**Exercise brief:**
Search the entries below for the string "eprintln" and copy the lines that hold it.

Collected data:
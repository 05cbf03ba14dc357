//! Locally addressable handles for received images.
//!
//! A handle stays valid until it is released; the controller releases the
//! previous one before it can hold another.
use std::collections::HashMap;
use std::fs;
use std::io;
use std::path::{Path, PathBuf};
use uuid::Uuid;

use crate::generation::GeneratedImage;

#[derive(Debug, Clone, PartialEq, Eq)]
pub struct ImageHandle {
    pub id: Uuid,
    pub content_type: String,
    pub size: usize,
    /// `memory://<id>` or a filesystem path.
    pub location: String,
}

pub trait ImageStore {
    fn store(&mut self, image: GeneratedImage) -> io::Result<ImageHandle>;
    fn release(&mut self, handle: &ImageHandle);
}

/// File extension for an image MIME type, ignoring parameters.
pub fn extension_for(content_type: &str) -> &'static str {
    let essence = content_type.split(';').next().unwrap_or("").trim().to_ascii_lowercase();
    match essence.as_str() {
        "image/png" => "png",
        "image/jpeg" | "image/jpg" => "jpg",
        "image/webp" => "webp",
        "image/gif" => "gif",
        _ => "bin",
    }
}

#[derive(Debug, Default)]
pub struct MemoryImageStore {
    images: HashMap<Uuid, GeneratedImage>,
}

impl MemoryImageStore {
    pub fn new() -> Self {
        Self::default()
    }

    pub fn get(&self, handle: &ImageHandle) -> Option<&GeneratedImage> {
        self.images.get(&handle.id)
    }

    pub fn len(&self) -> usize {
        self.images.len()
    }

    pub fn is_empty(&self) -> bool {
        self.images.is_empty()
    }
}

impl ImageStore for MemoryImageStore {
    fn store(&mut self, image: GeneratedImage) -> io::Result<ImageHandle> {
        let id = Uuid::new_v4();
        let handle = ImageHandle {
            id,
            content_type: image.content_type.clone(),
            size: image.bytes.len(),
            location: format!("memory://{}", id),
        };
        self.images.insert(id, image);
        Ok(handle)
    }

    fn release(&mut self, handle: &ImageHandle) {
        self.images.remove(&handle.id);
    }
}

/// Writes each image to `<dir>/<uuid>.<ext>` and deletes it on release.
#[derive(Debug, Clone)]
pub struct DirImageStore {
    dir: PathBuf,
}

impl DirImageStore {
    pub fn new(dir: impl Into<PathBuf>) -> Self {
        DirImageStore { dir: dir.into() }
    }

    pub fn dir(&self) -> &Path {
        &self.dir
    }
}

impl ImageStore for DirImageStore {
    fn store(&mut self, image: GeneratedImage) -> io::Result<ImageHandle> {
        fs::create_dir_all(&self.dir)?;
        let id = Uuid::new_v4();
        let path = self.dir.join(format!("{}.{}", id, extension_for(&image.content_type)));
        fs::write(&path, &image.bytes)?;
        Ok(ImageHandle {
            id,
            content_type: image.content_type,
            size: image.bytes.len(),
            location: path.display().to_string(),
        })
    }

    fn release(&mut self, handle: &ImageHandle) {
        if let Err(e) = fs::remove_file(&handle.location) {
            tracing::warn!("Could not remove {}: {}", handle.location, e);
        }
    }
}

--

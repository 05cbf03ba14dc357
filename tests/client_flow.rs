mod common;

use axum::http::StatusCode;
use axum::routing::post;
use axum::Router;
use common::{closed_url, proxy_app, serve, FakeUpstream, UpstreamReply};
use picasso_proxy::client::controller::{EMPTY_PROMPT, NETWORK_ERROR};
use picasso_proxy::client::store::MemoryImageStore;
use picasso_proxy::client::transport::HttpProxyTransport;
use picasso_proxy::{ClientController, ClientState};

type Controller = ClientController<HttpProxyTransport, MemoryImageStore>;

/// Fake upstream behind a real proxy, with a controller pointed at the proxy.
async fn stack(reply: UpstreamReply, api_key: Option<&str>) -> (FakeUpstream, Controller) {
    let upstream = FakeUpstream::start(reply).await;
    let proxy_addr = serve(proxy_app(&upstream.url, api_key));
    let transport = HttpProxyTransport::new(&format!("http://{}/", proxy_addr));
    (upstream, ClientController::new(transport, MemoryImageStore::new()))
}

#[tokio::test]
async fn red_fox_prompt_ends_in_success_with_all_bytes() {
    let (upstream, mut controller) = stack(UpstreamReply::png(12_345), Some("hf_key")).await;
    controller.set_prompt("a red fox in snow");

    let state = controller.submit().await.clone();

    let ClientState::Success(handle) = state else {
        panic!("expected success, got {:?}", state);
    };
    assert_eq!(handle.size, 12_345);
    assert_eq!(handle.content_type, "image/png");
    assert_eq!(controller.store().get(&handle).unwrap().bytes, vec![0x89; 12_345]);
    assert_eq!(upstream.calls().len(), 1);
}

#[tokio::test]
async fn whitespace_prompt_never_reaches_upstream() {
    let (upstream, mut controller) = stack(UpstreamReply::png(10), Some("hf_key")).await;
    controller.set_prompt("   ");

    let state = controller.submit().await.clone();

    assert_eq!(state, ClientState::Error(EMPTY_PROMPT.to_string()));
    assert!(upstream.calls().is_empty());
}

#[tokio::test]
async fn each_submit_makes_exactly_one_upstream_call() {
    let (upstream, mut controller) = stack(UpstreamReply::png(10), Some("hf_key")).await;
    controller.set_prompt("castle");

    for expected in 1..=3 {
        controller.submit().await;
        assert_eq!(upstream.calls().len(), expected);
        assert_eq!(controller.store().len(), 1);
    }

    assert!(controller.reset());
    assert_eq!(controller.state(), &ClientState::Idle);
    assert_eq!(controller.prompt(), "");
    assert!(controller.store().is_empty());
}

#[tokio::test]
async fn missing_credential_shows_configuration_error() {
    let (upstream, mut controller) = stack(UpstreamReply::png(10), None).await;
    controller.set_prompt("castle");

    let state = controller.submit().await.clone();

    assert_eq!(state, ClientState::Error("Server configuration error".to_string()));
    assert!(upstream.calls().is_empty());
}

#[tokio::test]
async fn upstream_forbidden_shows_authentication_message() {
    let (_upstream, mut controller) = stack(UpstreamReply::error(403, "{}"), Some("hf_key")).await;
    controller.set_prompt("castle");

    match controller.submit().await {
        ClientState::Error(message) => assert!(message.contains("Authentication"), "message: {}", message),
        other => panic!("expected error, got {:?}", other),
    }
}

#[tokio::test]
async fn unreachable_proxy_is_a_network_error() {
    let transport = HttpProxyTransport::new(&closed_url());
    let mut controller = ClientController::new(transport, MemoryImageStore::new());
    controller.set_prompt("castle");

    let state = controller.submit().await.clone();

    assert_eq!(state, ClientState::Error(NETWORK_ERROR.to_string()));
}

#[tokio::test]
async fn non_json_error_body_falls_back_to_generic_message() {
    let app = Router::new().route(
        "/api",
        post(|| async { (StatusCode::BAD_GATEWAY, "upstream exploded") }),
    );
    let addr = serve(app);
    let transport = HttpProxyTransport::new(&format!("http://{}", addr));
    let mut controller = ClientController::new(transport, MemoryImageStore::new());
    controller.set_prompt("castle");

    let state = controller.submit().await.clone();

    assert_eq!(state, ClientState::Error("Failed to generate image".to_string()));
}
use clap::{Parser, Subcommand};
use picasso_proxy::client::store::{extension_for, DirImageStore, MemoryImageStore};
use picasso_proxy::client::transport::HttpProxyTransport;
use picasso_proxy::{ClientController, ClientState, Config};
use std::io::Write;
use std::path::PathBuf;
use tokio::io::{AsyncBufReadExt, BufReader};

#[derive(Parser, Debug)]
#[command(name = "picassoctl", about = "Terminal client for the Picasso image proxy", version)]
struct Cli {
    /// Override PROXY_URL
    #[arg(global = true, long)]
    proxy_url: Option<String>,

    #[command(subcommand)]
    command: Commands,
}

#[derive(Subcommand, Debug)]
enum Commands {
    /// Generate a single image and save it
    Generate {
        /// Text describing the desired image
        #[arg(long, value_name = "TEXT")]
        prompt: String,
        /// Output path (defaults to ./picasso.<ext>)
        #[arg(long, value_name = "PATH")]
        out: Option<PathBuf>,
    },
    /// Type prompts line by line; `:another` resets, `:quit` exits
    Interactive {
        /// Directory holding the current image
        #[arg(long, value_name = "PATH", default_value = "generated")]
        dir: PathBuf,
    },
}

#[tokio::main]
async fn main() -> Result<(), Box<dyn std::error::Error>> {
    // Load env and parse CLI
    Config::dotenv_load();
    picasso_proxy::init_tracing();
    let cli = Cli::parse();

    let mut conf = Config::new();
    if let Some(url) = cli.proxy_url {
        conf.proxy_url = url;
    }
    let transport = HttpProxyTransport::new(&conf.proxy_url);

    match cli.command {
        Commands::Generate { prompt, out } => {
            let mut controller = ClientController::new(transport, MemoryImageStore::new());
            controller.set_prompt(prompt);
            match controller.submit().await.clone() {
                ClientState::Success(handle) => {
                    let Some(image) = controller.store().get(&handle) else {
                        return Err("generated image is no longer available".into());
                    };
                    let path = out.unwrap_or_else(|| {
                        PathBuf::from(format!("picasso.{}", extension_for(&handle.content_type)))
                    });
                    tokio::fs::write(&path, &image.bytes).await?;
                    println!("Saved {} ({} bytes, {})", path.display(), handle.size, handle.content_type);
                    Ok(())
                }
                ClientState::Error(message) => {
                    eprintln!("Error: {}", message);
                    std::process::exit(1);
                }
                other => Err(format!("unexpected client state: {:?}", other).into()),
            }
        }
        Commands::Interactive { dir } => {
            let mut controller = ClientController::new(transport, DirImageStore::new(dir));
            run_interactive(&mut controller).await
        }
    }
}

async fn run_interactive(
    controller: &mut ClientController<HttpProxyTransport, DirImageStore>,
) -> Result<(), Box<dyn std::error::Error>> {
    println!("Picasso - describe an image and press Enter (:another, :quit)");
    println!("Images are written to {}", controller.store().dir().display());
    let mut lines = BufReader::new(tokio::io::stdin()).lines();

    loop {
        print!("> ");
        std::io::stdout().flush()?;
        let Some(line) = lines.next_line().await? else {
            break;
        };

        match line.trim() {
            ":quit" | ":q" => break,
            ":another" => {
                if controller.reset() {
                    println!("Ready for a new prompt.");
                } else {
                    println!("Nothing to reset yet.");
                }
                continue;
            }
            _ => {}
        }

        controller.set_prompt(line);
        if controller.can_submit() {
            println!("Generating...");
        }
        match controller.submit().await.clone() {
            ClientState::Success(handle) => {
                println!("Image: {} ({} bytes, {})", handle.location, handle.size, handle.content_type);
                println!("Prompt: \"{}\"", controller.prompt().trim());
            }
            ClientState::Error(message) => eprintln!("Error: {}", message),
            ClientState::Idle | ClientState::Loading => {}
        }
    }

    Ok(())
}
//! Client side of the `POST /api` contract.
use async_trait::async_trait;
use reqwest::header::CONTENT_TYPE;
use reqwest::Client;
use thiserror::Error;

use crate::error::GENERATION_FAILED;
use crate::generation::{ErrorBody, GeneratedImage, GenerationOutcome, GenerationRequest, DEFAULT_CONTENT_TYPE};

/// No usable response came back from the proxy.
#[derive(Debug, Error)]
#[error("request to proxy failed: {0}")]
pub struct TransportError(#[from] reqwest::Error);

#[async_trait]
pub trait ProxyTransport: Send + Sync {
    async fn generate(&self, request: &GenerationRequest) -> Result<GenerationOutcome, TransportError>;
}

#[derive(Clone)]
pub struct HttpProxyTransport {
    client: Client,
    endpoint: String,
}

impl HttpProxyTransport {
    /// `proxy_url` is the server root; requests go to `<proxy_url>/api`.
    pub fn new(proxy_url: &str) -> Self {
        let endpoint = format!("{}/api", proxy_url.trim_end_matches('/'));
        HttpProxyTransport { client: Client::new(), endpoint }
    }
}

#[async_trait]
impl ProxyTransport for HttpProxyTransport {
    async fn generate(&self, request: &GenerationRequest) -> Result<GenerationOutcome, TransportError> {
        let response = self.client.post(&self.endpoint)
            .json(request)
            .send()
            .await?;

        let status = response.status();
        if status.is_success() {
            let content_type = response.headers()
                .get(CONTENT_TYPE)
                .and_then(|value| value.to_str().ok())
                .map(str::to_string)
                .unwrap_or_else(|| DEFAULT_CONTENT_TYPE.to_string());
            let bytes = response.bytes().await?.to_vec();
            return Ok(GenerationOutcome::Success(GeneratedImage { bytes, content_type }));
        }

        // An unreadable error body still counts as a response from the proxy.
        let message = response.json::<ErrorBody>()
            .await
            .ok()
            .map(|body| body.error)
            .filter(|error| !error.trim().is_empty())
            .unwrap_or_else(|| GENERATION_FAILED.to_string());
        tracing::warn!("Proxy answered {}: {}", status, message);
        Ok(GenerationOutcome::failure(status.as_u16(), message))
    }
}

* * *

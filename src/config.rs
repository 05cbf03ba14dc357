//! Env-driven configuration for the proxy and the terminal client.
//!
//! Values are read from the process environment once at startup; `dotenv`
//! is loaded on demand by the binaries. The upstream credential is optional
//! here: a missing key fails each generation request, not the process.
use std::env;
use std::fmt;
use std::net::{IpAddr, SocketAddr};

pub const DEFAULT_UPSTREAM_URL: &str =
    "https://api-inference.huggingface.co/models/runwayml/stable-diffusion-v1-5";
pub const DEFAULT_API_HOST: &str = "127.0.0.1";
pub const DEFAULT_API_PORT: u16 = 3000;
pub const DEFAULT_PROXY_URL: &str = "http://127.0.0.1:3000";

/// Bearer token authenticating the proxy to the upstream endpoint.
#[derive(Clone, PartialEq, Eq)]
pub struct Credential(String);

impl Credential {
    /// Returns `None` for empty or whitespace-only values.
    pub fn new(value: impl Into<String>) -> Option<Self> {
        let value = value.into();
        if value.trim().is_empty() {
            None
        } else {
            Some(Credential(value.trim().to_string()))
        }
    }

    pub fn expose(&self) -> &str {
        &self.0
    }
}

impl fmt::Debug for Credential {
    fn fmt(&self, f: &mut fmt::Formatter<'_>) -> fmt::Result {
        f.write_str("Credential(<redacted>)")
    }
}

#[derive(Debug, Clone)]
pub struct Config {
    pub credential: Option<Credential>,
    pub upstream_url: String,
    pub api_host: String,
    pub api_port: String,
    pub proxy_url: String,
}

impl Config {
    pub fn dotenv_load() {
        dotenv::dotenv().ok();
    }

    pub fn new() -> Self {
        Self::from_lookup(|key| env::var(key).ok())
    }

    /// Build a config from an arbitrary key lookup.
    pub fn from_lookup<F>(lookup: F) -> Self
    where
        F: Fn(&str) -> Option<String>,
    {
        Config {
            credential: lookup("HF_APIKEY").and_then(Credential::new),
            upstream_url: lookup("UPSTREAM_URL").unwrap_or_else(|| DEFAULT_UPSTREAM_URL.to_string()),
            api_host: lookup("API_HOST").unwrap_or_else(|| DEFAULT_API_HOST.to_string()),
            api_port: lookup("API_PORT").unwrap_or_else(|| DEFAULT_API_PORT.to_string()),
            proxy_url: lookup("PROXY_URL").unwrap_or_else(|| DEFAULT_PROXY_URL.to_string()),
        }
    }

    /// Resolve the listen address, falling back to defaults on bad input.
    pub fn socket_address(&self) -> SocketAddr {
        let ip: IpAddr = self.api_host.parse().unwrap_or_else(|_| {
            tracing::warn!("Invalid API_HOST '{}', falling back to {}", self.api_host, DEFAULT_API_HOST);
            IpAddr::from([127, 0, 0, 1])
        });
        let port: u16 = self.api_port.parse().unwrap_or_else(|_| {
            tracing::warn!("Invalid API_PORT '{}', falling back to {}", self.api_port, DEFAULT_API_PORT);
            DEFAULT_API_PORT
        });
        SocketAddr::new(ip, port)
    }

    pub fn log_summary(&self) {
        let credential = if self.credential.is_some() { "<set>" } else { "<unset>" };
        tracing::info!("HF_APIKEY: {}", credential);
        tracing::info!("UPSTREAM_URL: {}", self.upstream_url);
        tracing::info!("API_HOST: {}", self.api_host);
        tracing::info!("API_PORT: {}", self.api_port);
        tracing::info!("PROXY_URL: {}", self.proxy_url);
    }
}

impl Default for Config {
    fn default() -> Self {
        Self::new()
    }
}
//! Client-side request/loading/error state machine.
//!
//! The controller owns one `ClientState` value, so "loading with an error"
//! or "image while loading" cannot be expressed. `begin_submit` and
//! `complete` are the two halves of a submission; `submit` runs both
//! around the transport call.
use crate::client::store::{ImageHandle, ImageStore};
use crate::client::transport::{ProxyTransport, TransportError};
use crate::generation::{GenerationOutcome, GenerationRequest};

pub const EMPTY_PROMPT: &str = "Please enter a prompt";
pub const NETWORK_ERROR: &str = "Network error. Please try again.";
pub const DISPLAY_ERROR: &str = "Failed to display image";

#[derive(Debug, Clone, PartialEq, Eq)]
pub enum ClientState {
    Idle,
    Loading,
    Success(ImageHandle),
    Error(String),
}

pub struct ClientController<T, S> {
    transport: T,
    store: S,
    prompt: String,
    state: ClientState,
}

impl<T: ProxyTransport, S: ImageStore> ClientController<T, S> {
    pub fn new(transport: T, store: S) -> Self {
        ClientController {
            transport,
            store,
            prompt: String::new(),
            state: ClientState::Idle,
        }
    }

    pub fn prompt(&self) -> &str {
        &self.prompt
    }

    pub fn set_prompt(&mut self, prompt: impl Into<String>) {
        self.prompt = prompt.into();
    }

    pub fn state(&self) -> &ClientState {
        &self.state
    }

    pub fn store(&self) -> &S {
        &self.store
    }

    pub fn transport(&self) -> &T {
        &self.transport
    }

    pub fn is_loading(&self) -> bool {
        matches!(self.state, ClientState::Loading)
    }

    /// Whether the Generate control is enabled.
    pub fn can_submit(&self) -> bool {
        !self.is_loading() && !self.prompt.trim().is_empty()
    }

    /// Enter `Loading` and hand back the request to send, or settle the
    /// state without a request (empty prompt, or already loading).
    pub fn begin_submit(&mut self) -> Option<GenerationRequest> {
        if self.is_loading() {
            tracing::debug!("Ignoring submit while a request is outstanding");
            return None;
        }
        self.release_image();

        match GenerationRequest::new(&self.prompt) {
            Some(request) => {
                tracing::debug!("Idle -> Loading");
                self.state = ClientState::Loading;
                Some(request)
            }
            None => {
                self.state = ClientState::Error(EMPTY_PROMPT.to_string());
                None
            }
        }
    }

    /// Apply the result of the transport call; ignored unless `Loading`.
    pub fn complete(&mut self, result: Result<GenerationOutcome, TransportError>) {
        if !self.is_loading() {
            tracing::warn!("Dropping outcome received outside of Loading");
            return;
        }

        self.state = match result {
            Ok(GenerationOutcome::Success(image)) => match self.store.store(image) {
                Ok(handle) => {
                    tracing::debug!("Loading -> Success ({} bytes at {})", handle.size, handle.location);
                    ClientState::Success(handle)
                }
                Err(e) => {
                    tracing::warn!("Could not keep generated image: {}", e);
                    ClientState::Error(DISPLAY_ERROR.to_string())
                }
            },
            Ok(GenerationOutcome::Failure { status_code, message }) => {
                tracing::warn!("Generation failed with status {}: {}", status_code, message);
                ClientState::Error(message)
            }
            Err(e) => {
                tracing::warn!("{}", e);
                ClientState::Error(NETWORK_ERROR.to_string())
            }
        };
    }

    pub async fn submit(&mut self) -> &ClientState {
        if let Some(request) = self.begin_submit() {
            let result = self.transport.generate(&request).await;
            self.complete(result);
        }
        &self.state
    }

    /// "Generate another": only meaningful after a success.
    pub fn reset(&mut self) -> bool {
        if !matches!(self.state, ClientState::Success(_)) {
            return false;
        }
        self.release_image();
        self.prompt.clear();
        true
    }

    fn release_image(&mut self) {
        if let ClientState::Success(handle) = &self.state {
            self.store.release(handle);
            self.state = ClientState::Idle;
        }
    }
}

**Written solution:**
                    eprintln!("Error: {}", message);
            ClientState::Error(message) => eprintln!("Error: {}", message),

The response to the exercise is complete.